PROMPT: Using the entries below, copy out all lines where "fins" is found.

[Saved data entries]
//! Depth model: how deep a player can comfortably operate given unlocked items.
use std::collections::BTreeSet;

use crate::constants::{
    BASE_BREATH_TIME, BASE_SWIM_SPEED, OXYGEN_TIER_ONE_DEPTH, OXYGEN_TIER_ONE_MULTIPLIER,
    OXYGEN_TIER_TWO_DEPTH, OXYGEN_TIER_TWO_MULTIPLIER, TRAVERSAL_AID_SPEED,
};
use crate::entity::EntityId;
use crate::numbers::floor_f64_to_i32;
use crate::progression::{LocomotionProfile, ProgressionGraph, VehicleTier};

/// Pure depth evaluator built from a progression graph.
#[derive(Debug, Clone, PartialEq)]
pub struct ReachabilityModel {
    locomotion: LocomotionProfile,
    vehicle_tiers: Vec<VehicleTier>,
    solo_cap: i32,
}

impl ReachabilityModel {
    #[must_use]
    pub fn new(graph: &ProgressionGraph, max_depth_without_vehicle: i32) -> Self {
        Self {
            locomotion: graph.locomotion.clone(),
            vehicle_tiers: graph.vehicle_tiers.clone(),
            solo_cap: max_depth_without_vehicle.max(0),
        }
    }

    /// Total reachable depth in metres for the given unlocked set.
    #[must_use]
    pub fn compute_depth(&self, unlocked: &BTreeSet<EntityId>, search_time: i32) -> i32 {
        let raw = self.raw_solo_depth(unlocked, search_time);
        let full_oxygen = self
            .locomotion
            .full_oxygen
            .as_ref()
            .is_some_and(|id| unlocked.contains(id));
        let solo = if full_oxygen {
            raw
        } else {
            apply_oxygen_penalty(raw)
        };
        let solo = floor_f64_to_i32(solo).clamp(0, self.solo_cap);
        self.vehicle_depth(unlocked).saturating_add(solo)
    }

    /// Deepest vehicle tier whose full capability set is unlocked.
    #[must_use]
    pub fn vehicle_depth(&self, unlocked: &BTreeSet<EntityId>) -> i32 {
        self.vehicle_tiers
            .iter()
            .filter(|tier| tier.requires.iter().all(|id| unlocked.contains(id)))
            .map(|tier| tier.depth)
            .max()
            .unwrap_or(0)
    }

    /// Depth reachable on one breath, before oxygen consumption penalties.
    #[must_use]
    pub fn raw_solo_depth(&self, unlocked: &BTreeSet<EntityId>, search_time: i32) -> f64 {
        let aided = self
            .locomotion
            .traversal_aid
            .as_ref()
            .is_some_and(|id| unlocked.contains(id));
        let fin_bonus = self
            .locomotion
            .fins
            .iter()
            .filter(|fin| unlocked.contains(&fin.id))
            .map(|fin| fin.speed_bonus)
            .fold(0.0_f64, f64::max);
        let search = f64::from(search_time);
        let dive = |breath: f64, penalty: f64| {
            let speed = if aided {
                TRAVERSAL_AID_SPEED
            } else {
                BASE_SWIM_SPEED + fin_bonus - penalty
            };
            ((breath - search) / 2.0 * speed).max(0.0)
        };

        self.locomotion
            .tanks
            .iter()
            .filter(|tank| unlocked.contains(&tank.id))
            .map(|tank| dive(tank.breath_time, tank.speed_penalty))
            .fold(dive(BASE_BREATH_TIME, 0.0), f64::max)
    }
}

/// Map a raw one-breath depth through the 3x/5x consumption bands.
fn apply_oxygen_penalty(raw: f64) -> f64 {
    let tier_one_span = OXYGEN_TIER_TWO_DEPTH - OXYGEN_TIER_ONE_DEPTH;
    let tier_two_start = OXYGEN_TIER_ONE_DEPTH + tier_one_span * OXYGEN_TIER_ONE_MULTIPLIER;
    if raw <= OXYGEN_TIER_ONE_DEPTH {
        raw
    } else if raw <= tier_two_start {
        OXYGEN_TIER_ONE_DEPTH + (raw - OXYGEN_TIER_ONE_DEPTH) / OXYGEN_TIER_ONE_MULTIPLIER
    } else {
        OXYGEN_TIER_TWO_DEPTH + (raw - tier_two_start) / OXYGEN_TIER_TWO_MULTIPLIER
    }
}

#[cfg(test)]
mod tests {
    use super::*;

    fn unlocked(names: &[&str]) -> BTreeSet<EntityId> {
        names.iter().map(|name| EntityId::new(name)).collect()
    }

    fn model() -> ReachabilityModel {
        ReachabilityModel::new(&ProgressionGraph::vanilla(), 100)
    }

    #[test]
    fn bare_diver_reaches_seventy_metres() {
        // (45 - 15) / 2 * 4.7 = 70.5
        assert_eq!(model().compute_depth(&unlocked(&[]), 15), 70);
    }

    #[test]
    fn search_time_reduces_depth() {
        let m = model();
        assert!(m.compute_depth(&unlocked(&[]), 30) < m.compute_depth(&unlocked(&[]), 15));
    }

    #[test]
    fn oxygen_penalty_bands() {
        assert!((apply_oxygen_penalty(80.0) - 80.0).abs() < 1e-9);
        assert!((apply_oxygen_penalty(160.0) - 120.0).abs() < 1e-9);
        assert!((apply_oxygen_penalty(400.0) - 200.0).abs() < 1e-9);
        assert!((apply_oxygen_penalty(450.0) - 210.0).abs() < 1e-9);
    }

    #[test]
    fn tank_penalty_only_applies_unaided() {
        let m = model();
        let swim = m.raw_solo_depth(&unlocked(&["tank"]), 15);
        // (75 - 15) / 2 * (4.7 - 0.4725)
        assert!((swim - 126.825).abs() < 1e-9);
        let glide = m.raw_solo_depth(&unlocked(&["tank", "seaglide"]), 15);
        assert!((glide - 330.0).abs() < 1e-9);
    }

    #[test]
    fn best_fin_tier_wins() {
        let m = model();
        let fins = m.raw_solo_depth(&unlocked(&["fins"]), 15);
        let both = m.raw_solo_depth(&unlocked(&["fins", "ultraglidefins"]), 15);
        assert!(both > fins);
    }

    #[test]
    fn solo_depth_is_capped() {
        let m = model();
        assert_eq!(m.compute_depth(&unlocked(&["seaglide", "rebreather"]), 15), 100);
        assert_eq!(m.compute_depth(&unlocked(&["seaglide"]), 15), 100);
    }

    #[test]
    fn vehicle_tiers_require_full_capability_set() {
        let m = model();
        assert_eq!(m.vehicle_depth(&unlocked(&["vehiclehullmodule1"])), 0);
        assert_eq!(m.vehicle_depth(&unlocked(&["seamoth"])), 200);
        assert_eq!(
            m.vehicle_depth(&unlocked(&["seamoth", "vehiclehullmodule1"])),
            300
        );
        assert_eq!(
            m.compute_depth(&unlocked(&["seamoth", "seaglide", "rebreather"]), 15),
            300
        );
    }

    #[test]
    fn depth_is_monotonic_in_unlocked_set() {
        let m = model();
        let order = [
            "fins",
            "tank",
            "seaglide",
            "rebreather",
            "doubletank",
            "seamoth",
            "vehiclehullmodule1",
            "highcapacitytank",
            "vehiclehullmodule2",
            "exosuit",
        ];
        let mut set = BTreeSet::new();
        let mut last = m.compute_depth(&set, 15);
        for name in order {
            set.insert(EntityId::new(name));
            let depth = m.compute_depth(&set, 15);
            assert!(depth >= last, "depth fell after unlocking {name}");
            last = depth;
        }
        assert_eq!(last, 1000);
    }
}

SOLUTION TO THE PROBLEM:
            .fins
        let fins = m.raw_solo_depth(&unlocked(&["fins"]), 15);
        let both = m.raw_solo_depth(&unlocked(&["fins", "ultraglidefins"]), 15);
        assert!(both > fins);
            "fins",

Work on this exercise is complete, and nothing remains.